Wednesday, April 16, 2014
"Paul's Case" by Willa Cather
A note in the back of Reed Woodhouse's surprisingly good, informative, readable and, yes, entertaining critical study Unlimited Embrace led me to Willa Cather's 1905 short story "Paul's Case." This century-old tale of an alienated young man's brief criminal career and its tragic end (a precursor to Salinger's less tragic Catcher in the Rye) remains of interest today largely because Cather's text is a veritable compendium of fin de siècle homosexual signs. The old gay gang's all here: a red carnation in the buttonhole, dandyish dress, opera, theatre, urban sophistication, outsider status, alienation, criminality, juvenile delinquency, violation of the 'work ethic,' social bounding, a Huysmanian preference for the artificial over the natural, personality as performance, etc., etc., etc.
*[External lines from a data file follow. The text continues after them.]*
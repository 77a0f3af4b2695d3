//! Phone number parsing, validation, and type classification.

use std::fmt;

use anyhow::{bail, Result};
use phonenumber::metadata::DATABASE;
use phonenumber::Mode;
use serde::Serialize;

/// Classification of a number within its national numbering plan.
#[derive(Debug, Clone, Copy, PartialEq, Eq, Serialize)]
#[serde(rename_all = "snake_case")]
pub enum Type {
  Mobile,
  FixedLine,
  Voip,
  Unknown,
}

impl fmt::Display for Type {
  fn fmt(&self, f: &mut fmt::Formatter<'_>) -> fmt::Result {
    let label = match self {
      Self::Mobile => "mobile",
      Self::FixedLine => "fixed line",
      Self::Voip => "VoIP",
      Self::Unknown => "unknown",
    };
    f.write_str(label)
  }
}

/// Structured metadata for a validated number.
#[derive(Debug, Clone, Serialize)]
pub struct Info {
  /// Canonical E.164 form, e.g. `+254712345678`.
  pub e164: String,
  /// Numeric country calling code, e.g. `254`.
  pub country_code: u16,
  /// National significant number, digits only.
  pub national_number: String,
  /// ISO 3166-1 alpha-2 region the plan maps to, e.g. `KE`.
  pub region: Option<String>,
  pub number_type: Type,
}

/// Parses and validates `raw`, which must carry a country calling code.
///
/// # Errors
///
/// Fails when the string cannot be parsed as an international number or when
/// the library declares it invalid for its numbering plan. No network access
/// is involved at any point.
pub fn parse(raw: &str) -> Result<Info> {
  let number = match phonenumber::parse(None, raw) {
    Ok(number) => number,
    Err(err) => bail!("`{raw}` could not be parsed: {err}"),
  };

  if !phonenumber::is_valid(&number) {
    bail!("`{raw}` is not a valid number for its numbering plan");
  }

  let region = number.country().id().map(|id| format!("{id:?}"));

  Ok(Info {
    e164: phonenumber::format(&number).mode(Mode::E164).to_string(),
    country_code: number.country().code(),
    national_number: number.national().value().to_string(),
    region,
    number_type: classify(&number),
  })
}

/// Collapses the library's fine-grained classification onto the four tags
/// the lookup reports.
fn classify(number: &phonenumber::PhoneNumber) -> Type {
  match number.number_type(&DATABASE) {
    // Plans where mobile and fixed ranges overlap (e.g. NANPA) lean mobile.
    phonenumber::Type::Mobile | phonenumber::Type::FixedLineOrMobile => {
      Type::Mobile
    }
    phonenumber::Type::FixedLine => Type::FixedLine,
    phonenumber::Type::Voip => Type::Voip,
    _ => Type::Unknown,
  }
}

#[cfg(test)]
mod tests {
  use super::*;

  #[test]
  fn kenyan_mobile_number() {
    let info = parse("+254712345678").expect("valid Kenyan number");
    assert_eq!(info.country_code, 254);
    assert_eq!(info.national_number, "712345678");
    assert_eq!(info.region.as_deref(), Some("KE"));
    assert_eq!(info.e164, "+254712345678");
    assert!(matches!(info.number_type, Type::Mobile | Type::FixedLine));
  }

  #[test]
  fn uk_mobile_classifies_as_mobile() {
    let info = parse("+447911123456").expect("valid UK number");
    assert_eq!(info.country_code, 44);
    assert_eq!(info.region.as_deref(), Some("GB"));
    assert_eq!(info.number_type, Type::Mobile);
  }

  #[test]
  fn e164_reconstruction_matches_canonical_form() {
    let info = parse("+44 7911 123456").expect("valid with spaces");
    assert_eq!(
      format!("+{}{}", info.country_code, info.national_number),
      info.e164
    );
  }

  #[test]
  fn rejects_text_input() {
    assert!(parse("notanumber").is_err());
  }

  #[test]
  fn rejects_too_short_number() {
    assert!(parse("+2547").is_err());
  }

  #[test]
  fn us_number_parses() {
    let info = parse("+16502530000").expect("valid US number");
    assert_eq!(info.country_code, 1);
    assert_eq!(info.region.as_deref(), Some("US"));
  }
}
//! Offline carrier and region resolution from embedded numbering-plan data.
//!
//! The table maps carrier registration blocks and fixed-line area codes, so
//! results describe where a number was issued, never where the handset is.
//! Coverage is best-effort: prefix entries exist for the larger mobile
//! markets, everywhere else falls back to a country-level description.

use std::collections::HashMap;
use std::sync::LazyLock;

use serde::Deserialize;

use super::number;

static TABLE_JSON: &str = include_str!("../config/carriers.json");

static TABLE: LazyLock<HashMap<String, Plan>> = LazyLock::new(|| {
  serde_json::from_str(TABLE_JSON).expect("parse embedded carrier table")
});

#[derive(Debug, Deserialize)]
struct Plan {
  /// Country display name, e.g. "Kenya".
  name: String,
  /// Mobile registration blocks, matched against the national number.
  #[serde(default)]
  carriers: Vec<PrefixEntry>,
  /// Fixed-line area codes mapped to a city.
  #[serde(default)]
  areas: Vec<PrefixEntry>,
}

#[derive(Debug, Deserialize)]
struct PrefixEntry {
  prefix: String,
  name: String,
}

/// Carrier and region description resolved for a validated number.
#[derive(Debug, Clone, Default)]
pub struct Resolution {
  pub carrier: Option<String>,
  pub region: Option<String>,
}

/// Resolves carrier and region metadata for `info`, offline and best-effort.
///
/// A number whose plan maps to no known region resolves to nothing at all;
/// a known region without a matching prefix entry keeps the country-level
/// description and no carrier.
#[must_use]
pub fn resolve(info: &number::Info) -> Resolution {
  let Some(plan) = info.region.as_deref().and_then(|id| TABLE.get(id)) else {
    return Resolution::default();
  };

  let carrier =
    longest_match(&plan.carriers, &info.national_number).map(str::to_owned);
  let region = match longest_match(&plan.areas, &info.national_number) {
    Some(city) => format!("{city}, {}", plan.name),
    None => plan.name.clone(),
  };

  Resolution {
    carrier,
    region: Some(region),
  }
}

fn longest_match<'a>(
  entries: &'a [PrefixEntry],
  national: &str,
) -> Option<&'a str> {
  entries
    .iter()
    .filter(|entry| national.starts_with(&entry.prefix))
    .max_by_key(|entry| entry.prefix.len())
    .map(|entry| entry.name.as_str())
}

#[cfg(test)]
mod tests {
  use super::*;
  use crate::providers::number::Type;

  fn make_info(national: &str, region: Option<&str>) -> number::Info {
    number::Info {
      e164: format!("+0{national}"),
      country_code: 0,
      national_number: national.to_string(),
      region: region.map(str::to_owned),
      number_type: Type::Unknown,
    }
  }

  #[test]
  fn kenyan_safaricom_block() {
    let resolution = resolve(&make_info("712345678", Some("KE")));
    assert_eq!(resolution.carrier.as_deref(), Some("Safaricom"));
    assert_eq!(resolution.region.as_deref(), Some("Kenya"));
  }

  #[test]
  fn kenyan_fixed_line_maps_to_city() {
    let resolution = resolve(&make_info("202345678", Some("KE")));
    assert!(resolution.carrier.is_none());
    assert_eq!(resolution.region.as_deref(), Some("Nairobi, Kenya"));
  }

  #[test]
  fn us_number_has_no_carrier_mapping() {
    let resolution = resolve(&make_info("2125551234", Some("US")));
    assert!(resolution.carrier.is_none());
    assert_eq!(resolution.region.as_deref(), Some("New York, United States"));
  }

  #[test]
  fn country_level_fallback_without_prefix_match() {
    let resolution = resolve(&make_info("912345678", Some("AT")));
    assert!(resolution.carrier.is_none());
    assert_eq!(resolution.region.as_deref(), Some("Austria"));
  }

  #[test]
  fn unknown_region_resolves_to_nothing() {
    let resolution = resolve(&make_info("12345678", None));
    assert!(resolution.carrier.is_none());
    assert!(resolution.region.is_none());
  }

  #[test]
  fn longest_prefix_wins() {
    // German 1511 (Telekom) must beat a shorter overlapping block if one exists.
    let resolution = resolve(&make_info("15112345678", Some("DE")));
    assert_eq!(resolution.carrier.as_deref(), Some("Telekom"));
  }

  #[test]
  fn embedded_table_parses() {
    assert!(TABLE.contains_key("KE"));
    assert!(TABLE.contains_key("US"));
    assert!(TABLE.len() > 40);
  }
}
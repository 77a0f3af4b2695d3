//! Forward geocoding through the OpenCage Data API.

use reqwest::{Client, StatusCode};
use serde::{Deserialize, Serialize};
use thiserror::Error;

const ENDPOINT: &str = "https://api.opencagedata.com/geocode/v1/json";

#[derive(Debug, Error)]
pub enum Error {
  #[error("OpenCage rejected the API key; check --api-key or OPENCAGE_API_KEY")]
  Auth,
  #[error(
    "OpenCage quota or rate limit exhausted; wait for the daily reset or upgrade the plan"
  )]
  Quota,
  #[error("OpenCage found no coordinates for `{0}`")]
  NoMatch(String),
  #[error("geocoding request failed: {0}")]
  Network(#[from] reqwest::Error),
  #[error("unexpected OpenCage response: {0}")]
  Malformed(String),
}

/// Best-matching coordinates and formatted place name for a text query.
#[derive(Debug, Clone, Serialize)]
pub struct Info {
  pub latitude: f64,
  pub longitude: f64,
  /// The provider's formatted address, e.g. "Nairobi, Kenya".
  pub formatted: String,
}

#[derive(Debug, Deserialize)]
struct ApiResponse {
  #[serde(default)]
  results: Vec<ApiResult>,
}

#[derive(Debug, Deserialize)]
struct ApiResult {
  formatted: String,
  geometry: Geometry,
}

#[derive(Debug, Deserialize)]
struct Geometry {
  lat: f64,
  lng: f64,
}

/// Fetches the best-matching coordinates for a textual region description.
///
/// # Arguments
///
/// * `query` - Free-text place description, e.g. "Nairobi, Kenya".
/// * `api_key` - OpenCage API key.
/// * `client` - HTTP client for the request.
///
/// # Errors
///
/// * [`Error::Auth`] when the key is rejected (HTTP 401/403).
/// * [`Error::Quota`] when the daily quota or rate limit is exhausted
///   (HTTP 402/429).
/// * [`Error::NoMatch`] when the provider returns an empty result set.
/// * [`Error::Network`] on transport failures, timeouts, or other
///   non-success status codes.
/// * [`Error::Malformed`] when the body cannot be decoded.
pub async fn fetch_coordinates(
  query: &str,
  api_key: &str,
  client: &Client,
) -> Result<Info, Error> {
  let response = client
    .get(ENDPOINT)
    .query(&[
      ("q", query),
      ("key", api_key),
      ("limit", "1"),
      ("no_annotations", "1"),
    ])
    .send()
    .await?;

  match response.status() {
    StatusCode::UNAUTHORIZED | StatusCode::FORBIDDEN => return Err(Error::Auth),
    StatusCode::PAYMENT_REQUIRED | StatusCode::TOO_MANY_REQUESTS => {
      return Err(Error::Quota)
    }
    _ => {}
  }

  let payload = response
    .error_for_status()?
    .json::<ApiResponse>()
    .await
    .map_err(|err| Error::Malformed(err.to_string()))?;

  best_match(payload, query)
}

/// Picks the first (best-ranked) result out of a decoded payload.
fn best_match(payload: ApiResponse, query: &str) -> Result<Info, Error> {
  let first = payload
    .results
    .into_iter()
    .next()
    .ok_or_else(|| Error::NoMatch(query.to_string()))?;

  Ok(Info {
    latitude: first.geometry.lat,
    longitude: first.geometry.lng,
    formatted: first.formatted,
  })
}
Given the strict censorship that reigned over American magazine fiction 110 years ago, there is of course no explicit mention of sex in the story and hardly a hint of homosexuality, but the semiotic texture of the tale fairly screams Paul's gayness from the top of a Met-worthy soprano's lungs. At one frenetic point in the tale Cather even, rather unfortunately, says of her protagonist, "He burnt like a faggot in a tempest." To our post-Larry Kramer eyes, that looks like a comically obvious wink, but Cather's 1905 usage might have been at least partly innocent. Maybe. Still, we must ask: in a story so drenched in homosexual innuendo, can the word 'faggot' truly be used to mean a stick of wood and only a (phallic) stick of wood? Sometimes a cigar is only a cigar, as Sigi said, but not in this story.